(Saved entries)
::::::

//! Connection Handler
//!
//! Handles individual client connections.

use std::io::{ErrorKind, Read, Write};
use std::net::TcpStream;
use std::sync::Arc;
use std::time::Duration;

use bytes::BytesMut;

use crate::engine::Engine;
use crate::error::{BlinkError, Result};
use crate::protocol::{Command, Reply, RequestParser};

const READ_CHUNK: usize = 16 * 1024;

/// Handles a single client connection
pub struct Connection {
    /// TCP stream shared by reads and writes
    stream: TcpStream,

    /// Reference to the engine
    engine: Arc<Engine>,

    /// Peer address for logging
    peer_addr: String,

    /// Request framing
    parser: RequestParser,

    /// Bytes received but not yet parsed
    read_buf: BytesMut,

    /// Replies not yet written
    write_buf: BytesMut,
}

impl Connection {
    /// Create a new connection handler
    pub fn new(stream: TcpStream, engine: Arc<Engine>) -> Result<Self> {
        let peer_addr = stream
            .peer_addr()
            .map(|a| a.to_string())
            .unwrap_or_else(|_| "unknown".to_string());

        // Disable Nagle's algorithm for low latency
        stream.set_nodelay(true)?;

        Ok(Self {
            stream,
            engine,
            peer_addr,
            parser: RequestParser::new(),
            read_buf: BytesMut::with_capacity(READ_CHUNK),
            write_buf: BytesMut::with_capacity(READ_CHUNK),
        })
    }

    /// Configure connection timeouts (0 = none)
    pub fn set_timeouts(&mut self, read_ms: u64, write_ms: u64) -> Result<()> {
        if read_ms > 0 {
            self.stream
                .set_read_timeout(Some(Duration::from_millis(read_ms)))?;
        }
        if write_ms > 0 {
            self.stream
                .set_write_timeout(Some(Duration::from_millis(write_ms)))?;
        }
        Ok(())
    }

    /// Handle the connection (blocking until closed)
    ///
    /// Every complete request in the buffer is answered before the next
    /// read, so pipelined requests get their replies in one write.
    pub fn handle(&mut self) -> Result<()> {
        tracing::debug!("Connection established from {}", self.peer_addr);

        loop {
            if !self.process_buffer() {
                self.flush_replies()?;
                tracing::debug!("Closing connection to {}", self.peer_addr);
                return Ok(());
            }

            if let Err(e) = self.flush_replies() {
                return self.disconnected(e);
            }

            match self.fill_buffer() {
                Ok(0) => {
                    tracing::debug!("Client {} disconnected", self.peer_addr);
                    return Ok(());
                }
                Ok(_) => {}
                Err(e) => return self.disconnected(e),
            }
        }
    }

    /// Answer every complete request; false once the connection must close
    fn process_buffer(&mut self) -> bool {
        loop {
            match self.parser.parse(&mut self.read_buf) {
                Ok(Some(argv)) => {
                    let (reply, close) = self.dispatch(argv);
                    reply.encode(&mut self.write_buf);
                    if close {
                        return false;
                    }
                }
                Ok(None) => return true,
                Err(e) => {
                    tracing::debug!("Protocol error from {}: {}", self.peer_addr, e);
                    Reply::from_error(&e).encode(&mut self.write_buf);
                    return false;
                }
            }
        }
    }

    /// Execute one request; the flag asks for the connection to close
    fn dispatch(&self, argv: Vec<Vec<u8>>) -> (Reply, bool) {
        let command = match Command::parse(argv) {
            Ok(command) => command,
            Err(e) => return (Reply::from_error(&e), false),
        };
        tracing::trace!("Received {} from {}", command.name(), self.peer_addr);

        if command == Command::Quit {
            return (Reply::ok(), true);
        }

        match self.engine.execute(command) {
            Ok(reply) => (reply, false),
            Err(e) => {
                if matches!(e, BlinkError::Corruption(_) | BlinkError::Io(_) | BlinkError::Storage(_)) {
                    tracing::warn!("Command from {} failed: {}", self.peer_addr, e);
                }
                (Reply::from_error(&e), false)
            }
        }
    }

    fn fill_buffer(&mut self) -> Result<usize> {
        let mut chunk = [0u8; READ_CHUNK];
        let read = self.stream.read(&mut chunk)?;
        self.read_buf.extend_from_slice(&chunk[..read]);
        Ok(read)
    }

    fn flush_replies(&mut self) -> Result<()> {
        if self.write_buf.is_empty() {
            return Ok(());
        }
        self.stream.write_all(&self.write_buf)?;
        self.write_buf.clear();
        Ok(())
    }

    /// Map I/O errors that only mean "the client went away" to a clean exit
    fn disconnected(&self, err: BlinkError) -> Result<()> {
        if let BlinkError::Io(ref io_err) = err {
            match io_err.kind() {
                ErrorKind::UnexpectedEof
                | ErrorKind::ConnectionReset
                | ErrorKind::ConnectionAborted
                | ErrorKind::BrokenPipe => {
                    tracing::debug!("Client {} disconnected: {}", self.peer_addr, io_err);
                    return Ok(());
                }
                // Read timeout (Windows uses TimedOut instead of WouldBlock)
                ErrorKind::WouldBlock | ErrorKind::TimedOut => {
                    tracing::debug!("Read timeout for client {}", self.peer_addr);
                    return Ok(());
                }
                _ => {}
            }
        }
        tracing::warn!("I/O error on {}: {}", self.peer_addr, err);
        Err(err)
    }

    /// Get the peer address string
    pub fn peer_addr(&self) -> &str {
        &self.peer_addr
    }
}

::::::

What you have to do: Every record above must appear again in the answer, unchanged.

Result below:
//! Connection Handler
//!
//! Handles individual client connections.

use std::io::{ErrorKind, Read, Write};
use std::net::TcpStream;
use std::sync::Arc;
use std::time::Duration;

use bytes::BytesMut;

use crate::engine::Engine;
use crate::error::{BlinkError, Result};
use crate::protocol::{Command, Reply, RequestParser};

const READ_CHUNK: usize = 16 * 1024;

/// Handles a single client connection
pub struct Connection {
    /// TCP stream shared by reads and writes
    stream: TcpStream,

    /// Reference to the engine
    engine: Arc<Engine>,

    /// Peer address for logging
    peer_addr: String,

    /// Request framing
    parser: RequestParser,

    /// Bytes received but not yet parsed
    read_buf: BytesMut,

    /// Replies not yet written
    write_buf: BytesMut,
}

impl Connection {
    /// Create a new connection handler
    pub fn new(stream: TcpStream, engine: Arc<Engine>) -> Result<Self> {
        let peer_addr = stream
            .peer_addr()
            .map(|a| a.to_string())
            .unwrap_or_else(|_| "unknown".to_string());

        // Disable Nagle's algorithm for low latency
        stream.set_nodelay(true)?;

        Ok(Self {
            stream,
            engine,
            peer_addr,
            parser: RequestParser::new(),
            read_buf: BytesMut::with_capacity(READ_CHUNK),
            write_buf: BytesMut::with_capacity(READ_CHUNK),
        })
    }

    /// Configure connection timeouts (0 = none)
    pub fn set_timeouts(&mut self, read_ms: u64, write_ms: u64) -> Result<()> {
        if read_ms > 0 {
            self.stream
                .set_read_timeout(Some(Duration::from_millis(read_ms)))?;
        }
        if write_ms > 0 {
            self.stream
                .set_write_timeout(Some(Duration::from_millis(write_ms)))?;
        }
        Ok(())
    }

    /// Handle the connection (blocking until closed)
    ///
    /// Every complete request in the buffer is answered before the next
    /// read, so pipelined requests get their replies in one write.
    pub fn handle(&mut self) -> Result<()> {
        tracing::debug!("Connection established from {}", self.peer_addr);

        loop {
            if !self.process_buffer() {
                self.flush_replies()?;
                tracing::debug!("Closing connection to {}", self.peer_addr);
                return Ok(());
            }

            if let Err(e) = self.flush_replies() {
                return self.disconnected(e);
            }

            match self.fill_buffer() {
                Ok(0) => {
                    tracing::debug!("Client {} disconnected", self.peer_addr);
                    return Ok(());
                }
                Ok(_) => {}
                Err(e) => return self.disconnected(e),
            }
        }
    }

    /// Answer every complete request; false once the connection must close
    fn process_buffer(&mut self) -> bool {
        loop {
            match self.parser.parse(&mut self.read_buf) {
                Ok(Some(argv)) => {
                    let (reply, close) = self.dispatch(argv);
                    reply.encode(&mut self.write_buf);
                    if close {
                        return false;
                    }
                }
                Ok(None) => return true,
                Err(e) => {
                    tracing::debug!("Protocol error from {}: {}", self.peer_addr, e);
                    Reply::from_error(&e).encode(&mut self.write_buf);
                    return false;
                }
            }
        }
    }

    /// Execute one request; the flag asks for the connection to close
    fn dispatch(&self, argv: Vec<Vec<u8>>) -> (Reply, bool) {
        let command = match Command::parse(argv) {
            Ok(command) => command,
            Err(e) => return (Reply::from_error(&e), false),
        };
        tracing::trace!("Received {} from {}", command.name(), self.peer_addr);

        if command == Command::Quit {
            return (Reply::ok(), true);
        }

        match self.engine.execute(command) {
            Ok(reply) => (reply, false),
            Err(e) => {
                if matches!(e, BlinkError::Corruption(_) | BlinkError::Io(_) | BlinkError::Storage(_)) {
                    tracing::warn!("Command from {} failed: {}", self.peer_addr, e);
                }
                (Reply::from_error(&e), false)
            }
        }
    }

    fn fill_buffer(&mut self) -> Result<usize> {
        let mut chunk = [0u8; READ_CHUNK];
        let read = self.stream.read(&mut chunk)?;
        self.read_buf.extend_from_slice(&chunk[..read]);
        Ok(read)
    }

    fn flush_replies(&mut self) -> Result<()> {
        if self.write_buf.is_empty() {
            return Ok(());
        }
        self.stream.write_all(&self.write_buf)?;
        self.write_buf.clear();
        Ok(())
    }

    /// Map I/O errors that only mean "the client went away" to a clean exit
    fn disconnected(&self, err: BlinkError) -> Result<()> {
        if let BlinkError::Io(ref io_err) = err {
            match io_err.kind() {
                ErrorKind::UnexpectedEof
                | ErrorKind::ConnectionReset
                | ErrorKind::ConnectionAborted
                | ErrorKind::BrokenPipe => {
                    tracing::debug!("Client {} disconnected: {}", self.peer_addr, io_err);
                    return Ok(());
                }
                // Read timeout (Windows uses TimedOut instead of WouldBlock)
                ErrorKind::WouldBlock | ErrorKind::TimedOut => {
                    tracing::debug!("Read timeout for client {}", self.peer_addr);
                    return Ok(());
                }
                _ => {}
            }
        }
        tracing::warn!("I/O error on {}: {}", self.peer_addr, err);
        Err(err)
    }

    /// Get the peer address string
    pub fn peer_addr(&self) -> &str {
        &self.peer_addr
    }
}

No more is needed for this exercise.